Take, for example, one of the most prestigious scientists alive today. His name is Stephen Hawking. He wrote a best-selling book that no one can understand, but everyone buys, because it's fashionable to have read his book, A Brief History of Time.
And it's on the New York Times bestsellers. Everyone who's everybody has that book on their shelf. I have two copies, actually.
And I read it, but I didn't understand a word of it. And I read a review of it by a viewer who said, this is the one book that everybody feels they have to read, but no one can understand. But no one wants to admit they don't understand.
The guy is a total egghead, you know. He also has Lou Gehrig's disease, and he's confined to a wheelchair. He can't move.

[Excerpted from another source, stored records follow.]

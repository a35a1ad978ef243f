//! Task model definitions

use serde::{Deserialize, Deserializer, Serialize};
use serde_json::{Map, Value};

/// Status category of a task record.
///
/// Declaration order is the order categories appear in after reindexing.
#[derive(Debug, Clone, Copy, PartialEq, Eq, Hash)]
pub enum TaskStatus {
    Todo,
    Doing,
    Review,
    Completed,
}

impl Default for TaskStatus {
    fn default() -> Self {
        Self::Todo
    }
}

impl TaskStatus {
    /// All categories in their fixed declaration order
    pub const ORDERED: [TaskStatus; 4] = [
        TaskStatus::Todo,
        TaskStatus::Doing,
        TaskStatus::Review,
        TaskStatus::Completed,
    ];

    /// Parse a stored status, ignoring case and surrounding whitespace
    pub fn parse(raw: &str) -> Option<Self> {
        match raw.trim().to_ascii_lowercase().as_str() {
            "todo" => Some(Self::Todo),
            "doing" => Some(Self::Doing),
            "review" => Some(Self::Review),
            "completed" => Some(Self::Completed),
            _ => None,
        }
    }

    pub fn as_str(&self) -> &'static str {
        match self {
            Self::Todo => "todo",
            Self::Doing => "doing",
            Self::Review => "review",
            Self::Completed => "completed",
        }
    }

    /// Position of this category in [`TaskStatus::ORDERED`]
    pub fn index(&self) -> usize {
        *self as usize
    }
}

/// A task record as stored in the backend collection.
///
/// Only the fields the reorder logic needs are typed; every other attribute
/// the backend returns is carried in `attributes` so responses echo the
/// record unchanged.
#[derive(Debug, Clone, PartialEq, Serialize, Deserialize)]
#[serde(rename_all = "camelCase")]
pub struct TaskRecord {
    #[serde(rename = "$id")]
    pub id: String,
    #[serde(default)]
    pub user_id: String,
    #[serde(default)]
    pub status: String,
    #[serde(default, deserialize_with = "null_as_zero")]
    pub order: i64,
    #[serde(flatten)]
    pub attributes: Map<String, Value>,
}

/// Unset integer attributes come back as `null`
fn null_as_zero<'de, D>(deserializer: D) -> Result<i64, D::Error>
where
    D: Deserializer<'de>,
{
    Ok(Option::<i64>::deserialize(deserializer)?.unwrap_or_default())
}

impl TaskRecord {
    /// Create a new record owned by `user_id`
    pub fn new(id: impl Into<String>, user_id: impl Into<String>) -> Self {
        Self {
            id: id.into(),
            user_id: user_id.into(),
            status: TaskStatus::default().as_str().to_string(),
            order: 0,
            attributes: Map::new(),
        }
    }

    /// Set the raw status string
    pub fn with_status(mut self, status: impl Into<String>) -> Self {
        self.status = status.into();
        self
    }

    /// Set the order value
    pub fn with_order(mut self, order: i64) -> Self {
        self.order = order;
        self
    }

    /// Set an additional backend attribute
    pub fn with_attribute(mut self, key: impl Into<String>, value: impl Into<Value>) -> Self {
        self.attributes.insert(key.into(), value.into());
        self
    }

    /// The status category, or `None` when the stored status is not recognized
    pub fn category(&self) -> Option<TaskStatus> {
        TaskStatus::parse(&self.status)
    }
}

And he's got these machines through which he can, in a very strange way, kind of talk. He's got all these life support systems on him. But he's like one of the most prestigious scientists alive today, if he's still alive.

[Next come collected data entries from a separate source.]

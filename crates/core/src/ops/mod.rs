//! Request-level operations
//!
//! Each operation takes its backend collaborators explicitly and issues
//! backend calls one at a time. A failure stops the operation; calls that
//! already succeeded are not undone.

mod purge;
mod reorder;

pub use purge::{purge_account, AccountAction, PurgeReport};
pub use reorder::{reassign_order, ReorderOptions};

And he was recently, but he might not be any moment now. But the man also is an immoral rebel against God. As a matter of fact, he stole the wife of the man who invented the life support machines that keep him alive.
He divorced his own wife, who was a Christian. Somehow she got married to him. He had a wife, maybe she got saved after he got married, but he had a Christian wife.
He divorced her and stole the wife of the guy who invented his life support system. Now, here's a guy who doesn't have much of a life. He can't move.
And his life is going to be short. But he's an immoral guy. Now, he's also one of the most prestigious egghead scientists out there.
But he's not a man without morality. And you know, he'd much rather believe there's no God, if he's going to act that way. And we have to remember that scientists are not machines.
They are people. And people are fallen. Most people are in rebellion against God.
Most people want to live immorally and don't want there to be any accountability to a divine creator. And therefore, most people don't want to believe in creation. Period.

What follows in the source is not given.